Dalle piattaforme civiche alle città ribelli

di Beppe Caccia*

Prime note su un “nuovo municipalismo” in Europa a partire dal caso di Barcellona

caccia3La definizione di un “nuovo municipalismo” muove da un fatto politico significativo: i risultati delle elezioni amministrative spagnole del maggio 2015, che hanno visto l’affermazione di sindaci e liste espressi da plataformas ciudadanas. In alcune grandi città della Penisola Iberica – tra cui Madrid, Barcellona, Valencia, Saragozza, La Coruna – quei sindaci e quelle coalizioni sono ora al governo. In altri rappresentano la principale forza di opposizione. Questo fenomeno è legato al ciclo di movimenti di massa che hanno occupato la scena sociale dal 15M 2011 in poi, ed è ovviamente correlato alla nascita e allo sviluppo di nuove forze politiche, anche su scala nazionale. Podemos in particolare è, in quasi tutti i casi, una componente di tali coalizioni. Ma vanno pure considerati alcuni fattori più specifici.

In primo luogo – ed è questa la prima tesi che intendiamo sviluppare – l’emergere delle “piattaforme civiche” è connesso alle trasformazioni strutturali che hanno investito le città contemporanee nell’epoca della finanziarizzazione del capitalismo, e all’impatto che le politiche di austerity hanno determinato sulle aree urbane nella recente gestione europea della crisi. È questala ragione per cui l’esperienza di Barcelona en Comú, che ha portato all’elezionea sindaca di Ada Colau, già portavoce del movimento per il diritto alla casa PAH, si è rivelata così interessante: non solo perché è stata in grado di suscitare effetti potenti, sia sull’immaginario sia sulla realtà politica, ma anche perché ha prodotto un rinnovato livello di attenzione sul tema delle forme alternative di governo locale in tutta Europa.
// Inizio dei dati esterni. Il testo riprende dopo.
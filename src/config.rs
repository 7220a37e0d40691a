//! Engine configuration

use std::time::Duration;

use crate::frame::BROADCAST_ADDRESS;

/// Tunables of the inventory engine
#[derive(Debug, Clone, PartialEq, Eq)]
#[cfg_attr(feature = "serde", derive(serde::Serialize, serde::Deserialize))]
#[cfg_attr(feature = "serde", serde(default))]
pub struct EngineConfig {
    // -------------------------------------------------------------------------
    // Link
    // -------------------------------------------------------------------------
    /// Reader address put in every request
    pub reader_address: u8,

    /// Serial speed used when opening the device
    pub baud_rate: u32,

    /// Timeout of one transport read call (milliseconds)
    pub read_slice_ms: u64,

    // -------------------------------------------------------------------------
    // Waits
    // -------------------------------------------------------------------------
    /// How long a single command may stay unanswered (milliseconds)
    pub command_timeout_ms: u64,

    /// How long to wait for every tag of a buffer read (milliseconds)
    pub all_tags_timeout_ms: u64,

    // -------------------------------------------------------------------------
    // Polling
    // -------------------------------------------------------------------------
    /// Pause before each poll's inventory command (milliseconds)
    pub settle_delay_ms: u64,

    /// Pause between two poll cycles (milliseconds)
    pub poll_interval_ms: u64,

    /// Polls merged into one cycle of a continuous run that needs a
    /// conclusive result
    pub poll_count: usize,

    /// Cycles of the content query run when the door closes
    pub close_read_attempts: usize,

    /// Period of the idle inventory (milliseconds)
    pub idle_interval_ms: u64,

    /// Repeat byte of the inventory command
    pub inventory_repeat: u8,
}

impl Default for EngineConfig {
    fn default() -> Self {
        Self {
            reader_address: BROADCAST_ADDRESS,
            baud_rate: 115_200,
            read_slice_ms: 10,
            command_timeout_ms: 10_000,
            all_tags_timeout_ms: 30_000,
            settle_delay_ms: 700,
            poll_interval_ms: 1,
            poll_count: 1,
            close_read_attempts: 3,
            idle_interval_ms: 10_000,
            inventory_repeat: 0xFF,
        }
    }
}

impl EngineConfig {
    /// Create a new config builder
    pub fn builder() -> EngineConfigBuilder {
        EngineConfigBuilder::default()
    }

    pub fn command_timeout(&self) -> Duration {
        Duration::from_millis(self.command_timeout_ms)
    }

    pub fn all_tags_timeout(&self) -> Duration {
        Duration::from_millis(self.all_tags_timeout_ms)
    }

    pub fn settle_delay(&self) -> Duration {
        Duration::from_millis(self.settle_delay_ms)
    }

    pub fn idle_interval(&self) -> Duration {
        Duration::from_millis(self.idle_interval_ms)
    }
}

/// Builder for [`EngineConfig`]
#[derive(Default)]
pub struct EngineConfigBuilder {
    config: EngineConfig,
}

impl EngineConfigBuilder {
    pub fn reader_address(mut self, address: u8) -> Self {
        self.config.reader_address = address;
        self
    }

    pub fn baud_rate(mut self, baud: u32) -> Self {
        self.config.baud_rate = baud;
        self
    }

    /// Set the transport read timeout (in milliseconds)
    pub fn read_slice_ms(mut self, ms: u64) -> Self {
        self.config.read_slice_ms = ms;
        self
    }

    /// Set the single-command timeout (in milliseconds)
    pub fn command_timeout_ms(mut self, ms: u64) -> Self {
        self.config.command_timeout_ms = ms;
        self
    }

    /// Set the all-tags-received timeout (in milliseconds)
    pub fn all_tags_timeout_ms(mut self, ms: u64) -> Self {
        self.config.all_tags_timeout_ms = ms;
        self
    }

    pub fn settle_delay_ms(mut self, ms: u64) -> Self {
        self.config.settle_delay_ms = ms;
        self
    }

    pub fn poll_interval_ms(mut self, ms: u64) -> Self {
        self.config.poll_interval_ms = ms;
        self
    }

    pub fn poll_count(mut self, count: usize) -> Self {
        self.config.poll_count = count;
        self
    }

    pub fn close_read_attempts(mut self, count: usize) -> Self {
        self.config.close_read_attempts = count;
        self
    }

    pub fn idle_interval_ms(mut self, ms: u64) -> Self {
        self.config.idle_interval_ms = ms;
        self
    }

    pub fn inventory_repeat(mut self, repeat: u8) -> Self {
        self.config.inventory_repeat = repeat;
        self
    }

    pub fn build(self) -> EngineConfig {
        self.config
    }
}

#[cfg(test)]
mod tests {
    use super::*;

    #[test]
    fn test_defaults() {
        let config = EngineConfig::default();
        assert_eq!(config.command_timeout(), Duration::from_secs(10));
        assert_eq!(config.all_tags_timeout(), Duration::from_secs(30));
        assert_eq!(config.settle_delay(), Duration::from_millis(700));
        assert_eq!(config.poll_count, 1);
        assert_eq!(config.close_read_attempts, 3);
        assert_eq!(config.reader_address, 0xFF);
    }

    #[test]
    fn test_builder_overrides() {
        let config = EngineConfig::builder()
            .command_timeout_ms(50)
            .settle_delay_ms(0)
            .close_read_attempts(5)
            .build();
        assert_eq!(config.command_timeout_ms, 50);
        assert_eq!(config.settle_delay_ms, 0);
        assert_eq!(config.close_read_attempts, 5);
        assert_eq!(config.idle_interval_ms, 10_000);
    }
}
//! Types for RFID operations

use crate::command::{DeviceError, SpectrumRegion, WorkAntenna};
use std::fmt;

/// One tag observation decoded from a buffer or read response
#[derive(Debug, Clone, Default)]
pub struct TagRead {
    /// Number of records the reader announced for the response this came in
    pub tag_count: u16,
    pub pc: u16,
    pub epc: Vec<u8>,
    pub crc: u16,
    /// Memory contents for direct reads, empty for buffer reads
    pub data: Vec<u8>,
    pub rssi: u8,
    pub antenna: u8,
    pub frequency: u8,
    pub inventory_count: u8,
    pub read_count: u8,
    /// Times seen during the current operation
    pub seen: u32,
}

impl TagRead {
    /// Key used by every tag view
    pub fn epc_hex(&self) -> String {
        bytes_to_hex(&self.epc)
    }
}

impl PartialEq for TagRead {
    fn eq(&self, other: &Self) -> bool {
        self.epc == other.epc
    }
}

impl Eq for TagRead {}

/// Radio configuration last reported by the reader.
///
/// `Display` renders the JSON fragment the command layer splices into its
/// status messages.
#[derive(Debug, Clone, Copy, PartialEq, Eq)]
#[cfg_attr(feature = "serde", derive(serde::Serialize, serde::Deserialize))]
pub struct AntennaSettings {
    pub region: u8,
    pub start_frequency: u8,
    pub end_frequency: u8,
    pub powers: [u8; WorkAntenna::COUNT],
}

impl Default for AntennaSettings {
    fn default() -> Self {
        Self {
            region: SpectrumRegion::Etsi as u8,
            start_frequency: 0,
            end_frequency: 0,
            powers: [0; WorkAntenna::COUNT],
        }
    }
}

impl fmt::Display for AntennaSettings {
    fn fmt(&self, f: &mut fmt::Formatter<'_>) -> fmt::Result {
        write!(
            f,
            "\"frequencyRegion\":{{\"startFrequency\":{},\"endFrequency\":{},\"region\":{}}},\"powers\":[{},{},{},{}]",
            self.start_frequency,
            self.end_frequency,
            self.region,
            self.powers[0],
            self.powers[1],
            self.powers[2],
            self.powers[3]
        )
    }
}

/// Acknowledgement of an inventory command
#[derive(Debug, Clone, Copy, PartialEq, Eq, Default)]
pub struct InventorySummary {
    pub antenna: u8,
    pub tag_count: u16,
    pub read_rate: u16,
    pub total_read: u32,
}

/// Errors that can occur during RFID operations
#[derive(Debug, thiserror::Error)]
pub enum RfidError {
    /// Transport layer error (serial, mock, ...)
    #[error("transport error: {0}")]
    Transport(String),
    /// Invalid parameter passed to a function
    #[error("invalid parameter: {0}")]
    InvalidParameter(String),
    /// The reader answered with an error status
    #[error("reader error: {0}")]
    Device(#[from] DeviceError),
    #[error("reader is not initialized")]
    NotInitialized,
    #[error("unsupported command: {0:#04x}")]
    UnsupportedCommand(u8),
    #[error("i/o error: {0}")]
    Io(#[from] std::io::Error),
    #[cfg(feature = "serial")]
    #[error("serial port error: {0}")]
    Serial(#[from] serialport::Error),
}

/// Convert bytes to uppercase hex string
pub(crate) fn bytes_to_hex(bytes: &[u8]) -> String {
    bytes.iter().map(|b| format!("{:02X}", b)).collect()
}
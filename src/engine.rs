//! Inventory engine.
//!
//! Owns the transport and three kinds of threads:
//!
//! - the reader thread, which feeds every received byte to the
//!   [`StreamDispatcher`] and completes pending waits,
//! - at most one inventory worker (bounded, continuous or idle run),
//! - the control thread, which drains [`ControlEvent`]s sent from other
//!   contexts (door logic, sensor interrupts).
//!
//! Caller threads use [`InventoryEngine::execute_and_wait`] as a blocking
//! request/response primitive. Responses are matched to waiters by command id
//! only, so one request per id may be outstanding.
//!
//! Tag views, the dispatcher session, pending waits and the runtime tunables
//! live together under one mutex.

use std::sync::Arc;
use std::sync::atomic::{AtomicBool, Ordering};
use std::thread::{self, JoinHandle};
use std::time::Duration;

use crossbeam::channel::{self, Receiver, RecvTimeoutError, Sender, TryRecvError};
use log::{debug, error, info, warn};
use parking_lot::Mutex;

use crate::command::{Baudrate, CommandId, MemBank, WorkAntenna};
use crate::config::EngineConfig;
use crate::dispatcher::StreamDispatcher;
use crate::frame::Frame;
use crate::notify::InventoryObserver;
use crate::pending::{PendingCommands, WaitOutcome};
use crate::protocol::ReaderCommands;
use crate::tags::{TagDiff, TagStore};
use crate::transport::RfidTransport;
use crate::types::{AntennaSettings, RfidError};

/// Requests accepted by the control thread
#[derive(Debug, Clone, Copy, PartialEq, Eq)]
pub enum ControlEvent {
    /// Door opened: poll until stopped
    StartContinuous { require_final_result: bool },
    Stop,
    /// Plain content query over `cycles` poll cycles
    RunBounded { cycles: usize },
    /// Door closed: content query over the close-read number of cycles
    RunClosing,
    FindBrokenLabels { iterations: usize },
    ReportContents,
}

struct EngineState {
    dispatcher: StreamDispatcher,
    tags: TagStore,
    pending: PendingCommands,
    poll_count: usize,
    close_read_attempts: usize,
    poll_interval: Duration,
}

/// Stop side of an inventory worker: disconnected means stop
struct StopSignal(Receiver<()>);

impl StopSignal {
    /// Sleep for `duration`; returns true if a stop was requested meanwhile
    fn pause(&self, duration: Duration) -> bool {
        !matches!(self.0.recv_timeout(duration), Err(RecvTimeoutError::Timeout))
    }

    fn is_stopped(&self) -> bool {
        matches!(self.0.try_recv(), Err(TryRecvError::Disconnected) | Ok(()))
    }
}

/// The active inventory worker. Dropping it stops and joins the thread.
struct InventoryRun {
    stop: Option<Sender<()>>,
    handle: Option<JoinHandle<()>>,
}

impl Drop for InventoryRun {
    fn drop(&mut self) {
        drop(self.stop.take());
        if let Some(handle) = self.handle.take() {
            debug!("Reset with join.");
            if handle.join().is_err() {
                error!("inventory worker panicked");
            }
        }
    }
}

struct Shared<T: RfidTransport> {
    transport: Mutex<Option<T>>,
    state: Mutex<EngineState>,
    run: Mutex<Option<InventoryRun>>,
    commands: ReaderCommands,
    config: EngineConfig,
    observer: Arc<dyn InventoryObserver>,
    initialized: AtomicBool,
    reading: AtomicBool,
    inventory_active: AtomicBool,
}

impl<T: RfidTransport + 'static> Shared<T> {
    fn is_initialized(&self) -> bool {
        self.initialized.load(Ordering::Acquire)
    }

    fn mark_failed(&self) {
        self.initialized.store(false, Ordering::Release);
        self.reading.store(false, Ordering::Release);
    }

    fn send(&self, frame: &Frame) -> Result<(), RfidError> {
        if !self.is_initialized() {
            return Err(RfidError::NotInitialized);
        }
        let mut transport = self.transport.lock();
        let transport = transport.as_mut().ok_or(RfidError::NotInitialized)?;
        match transport.write(frame.as_bytes()) {
            Ok(_) => Ok(()),
            Err(e) => {
                error!("serial write failed: {:?}", e);
                self.mark_failed();
                Err(RfidError::Transport(format!("{:?}", e)))
            }
        }
    }

    /// Send `frame` and block until `expect` completes or `timeout` elapses
    fn request(
        &self,
        frame: &Frame,
        expect: CommandId,
        timeout: Duration,
    ) -> Result<WaitOutcome, RfidError> {
        let waiter = self.state.lock().pending.register(expect);
        self.send(frame)?;
        Ok(waiter.wait(timeout))
    }

    fn read_loop(&self) {
        let mut buf = [0u8; 64];
        let slice = self.config.read_slice_ms.min(u32::MAX as u64) as u32;
        while self.reading.load(Ordering::Acquire) {
            let result = {
                let mut transport = self.transport.lock();
                match transport.as_mut() {
                    Some(transport) => transport.read(&mut buf, slice),
                    None => break,
                }
            };
            match result {
                Ok(n) => {
                    for &byte in &buf[..n] {
                        self.on_byte(byte);
                    }
                }
                Err(e) => {
                    error!("serial read failed: {:?}", e);
                    self.mark_failed();
                    break;
                }
            }
            thread::sleep(Duration::from_millis(1));
        }
        debug!("reader thread stopped");
    }

    fn on_byte(&self, byte: u8) {
        let mut state = self.state.lock();
        let Some(cid) = state.dispatcher.push(byte) else {
            return;
        };
        let state = &mut *state;

        for (cmd, read) in state.dispatcher.session_mut().take_tag_reads() {
            let announced = read.tag_count as usize;
            let received = state.tags.record(read);
            let buffered = matches!(
                cmd,
                CommandId::GetInventoryBuffer | CommandId::GetAndResetInventoryBuffer
            );
            if buffered && announced != 0 && announced == received {
                state.pending.complete(CommandId::AllTagsReceived);
            }
        }
        match state.dispatcher.session_mut().take_last_error() {
            Some((cmd, err)) if cmd == cid => {
                if cmd == CommandId::GetAndResetInventoryBuffer {
                    state.pending.complete(CommandId::AllTagsReceived);
                }
                state.pending.reject(cid, err);
            }
            _ => {
                state.pending.complete(cid);
            }
        }
    }

    /// One poll: settle, inventory, buffer count, buffer read
    fn poll(&self, stop: &StopSignal) -> Result<(), RfidError> {
        if stop.pause(self.config.settle_delay()) {
            return Ok(());
        }
        let timeout = self.config.command_timeout();

        let inventory = self.commands.inventory(self.config.inventory_repeat);
        self.request(&inventory, CommandId::Inventory, timeout)?;

        let waiter = {
            let mut state = self.state.lock();
            state.dispatcher.session_mut().set_tag_count(0);
            state.pending.register(CommandId::GetInventoryBufferTagCount)
        };
        self.send(&self.commands.get_inventory_buffer_tag_count())?;
        let tag_count = match waiter.wait(timeout) {
            WaitOutcome::Completed => self.state.lock().dispatcher.session().tag_count(),
            _ => 0,
        };
        debug!("In buffer {} tag counts", tag_count);
        if tag_count == 0 {
            error!("Tags count is 0.");
            return Ok(());
        }

        let waiter = {
            let mut state = self.state.lock();
            state.tags.begin_buffer_read();
            state.pending.register(CommandId::AllTagsReceived)
        };
        self.send(&self.commands.get_and_reset_inventory_buffer())?;
        waiter.wait(self.config.all_tags_timeout());

        let received = {
            let mut state = self.state.lock();
            let received = state.tags.pending_len();
            state.tags.absorb_pending();
            received
        };
        if received != tag_count as usize {
            error!("Received tags count is {} [{}].", received, tag_count);
        } else {
            debug!("Received tags count is {} [{}].", received, tag_count);
        }
        Ok(())
    }

    /// Clear the cycle, poll `attempts` times, diff and commit.
    /// Returns `None` when stopped mid-cycle.
    fn cycle(&self, attempts: usize, stop: &StopSignal) -> Result<Option<TagDiff>, RfidError> {
        self.state.lock().tags.begin_cycle();
        for attempt in 0..attempts.max(1) {
            debug!("STEP: {}", attempt);
            self.poll(stop)?;
            if stop.is_stopped() {
                return Ok(None);
            }
        }
        let mut state = self.state.lock();
        let diff = state.tags.diff();
        state.tags.commit_cycle();
        Ok(Some(diff))
    }

    /// `cycles` cycles of one poll each, then a single report
    fn run_bounded(&self, cycles: usize, diagnostic: bool, stop: &StopSignal) -> Result<(), RfidError> {
        debug!("Inventory thread start.");
        self.state.lock().tags.begin_run(diagnostic);
        for i in 0..cycles {
            if self.cycle(1, stop)?.is_none() {
                return Ok(());
            }
            let interval = self.state.lock().poll_interval;
            if i + 1 < cycles && stop.pause(interval) {
                return Ok(());
            }
        }
        debug!("Inventory thread complete.");

        if diagnostic {
            let tags = self.state.lock().tags.probability_counts();
            self.observer.report_probability_buffer(&tags);
        } else {
            let tags = self.state.lock().tags.accumulated_counts();
            self.observer.report_current_contents(&tags);
        }
        Ok(())
    }

    fn run_continuous(&self, require_final_result: bool, stop: &StopSignal) -> Result<(), RfidError> {
        self.state.lock().tags.begin_run(false);
        while !stop.is_stopped() {
            let (attempts, interval) = {
                let state = self.state.lock();
                let attempts = if require_final_result { state.poll_count } else { 1 };
                (attempts, state.poll_interval)
            };
            let Some(diff) = self.cycle(attempts, stop)? else {
                break;
            };
            if require_final_result && !diff.is_empty() {
                self.observer.report_product_change(&diff.removed, &diff.added);
            }
            if stop.pause(interval) {
                break;
            }
        }
        Ok(())
    }

    fn run_idle(&self, stop: &StopSignal) -> Result<(), RfidError> {
        while !stop.pause(self.config.idle_interval()) {
            debug!("Periodic timeout is active.");
            self.state.lock().tags.begin_run(false);
            if self.cycle(1, stop)?.is_none() {
                break;
            }
            let tags = self.state.lock().tags.accumulated_counts();
            self.observer.report_current_contents(&tags);
        }
        Ok(())
    }
}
La forza espressa da questa esperienza risiede principalmente nella sua efficace capacità di misurarsicon “ciò che è diventata” una grande città europea come Barcellona. La metropoli contemporanea è lo spazio della produzione e della riproduzione sociale per eccellenza; lo spazio attraversato e connesso dai corridoi logistici e investito dalla creazione di piattaforme estrattive; il luogo in cui, più di ogni altro, vengono esercitate le attuali forme dello sfruttamento; il terreno ideale di applicazione per la logica parassitaria del capitalismo finanziario: là dove si dispiega la sua aggressione permanente, attraverso i meccanismi dell’indebitamento individuale e collettivo,della speculazione immobiliare e della rendita mobiliare, alla ricchezza socialmente prodotta [Brenner, 2004; Sassen, 2006; Barber, 2013].

Ma le nostre città sono anche lo spazio più adeguato per l’invenzione, l’affermazione e la resistenza di nuove forme di vita, libere e tendenzialmente egualitarie. Il luogo in cui proliferano nuovi conflitti sociali, nuove forme di cooperazione mutualistica, iniziative culturali e produttive indipendenti. Tali dinamiche sono, sotto certi aspetti, legate all’organizzazione sociale della produzione post-fordista, così come al modello di accumulazione flessibile implementato nelle quattro decadi della “contro-rivoluzione” neoliberista. Ciò conferisce a ogni metropoli contemporanea un ruolo simile a quello giocato dalla fabbrica nel precedente paradigma produttivo: un campo di battaglia permanente, il luogo al tempo stesso dello sfruttamento e della lotta, del dominio e dell’organizzazione per emanciparsene, la scena di una permanente tensione tra forze che misurano reciprocamente i propri rapporti di forza sociali[Harvey, 2012].

 

Città sotto attacco e resistenze nel “regime europeo della crisi.”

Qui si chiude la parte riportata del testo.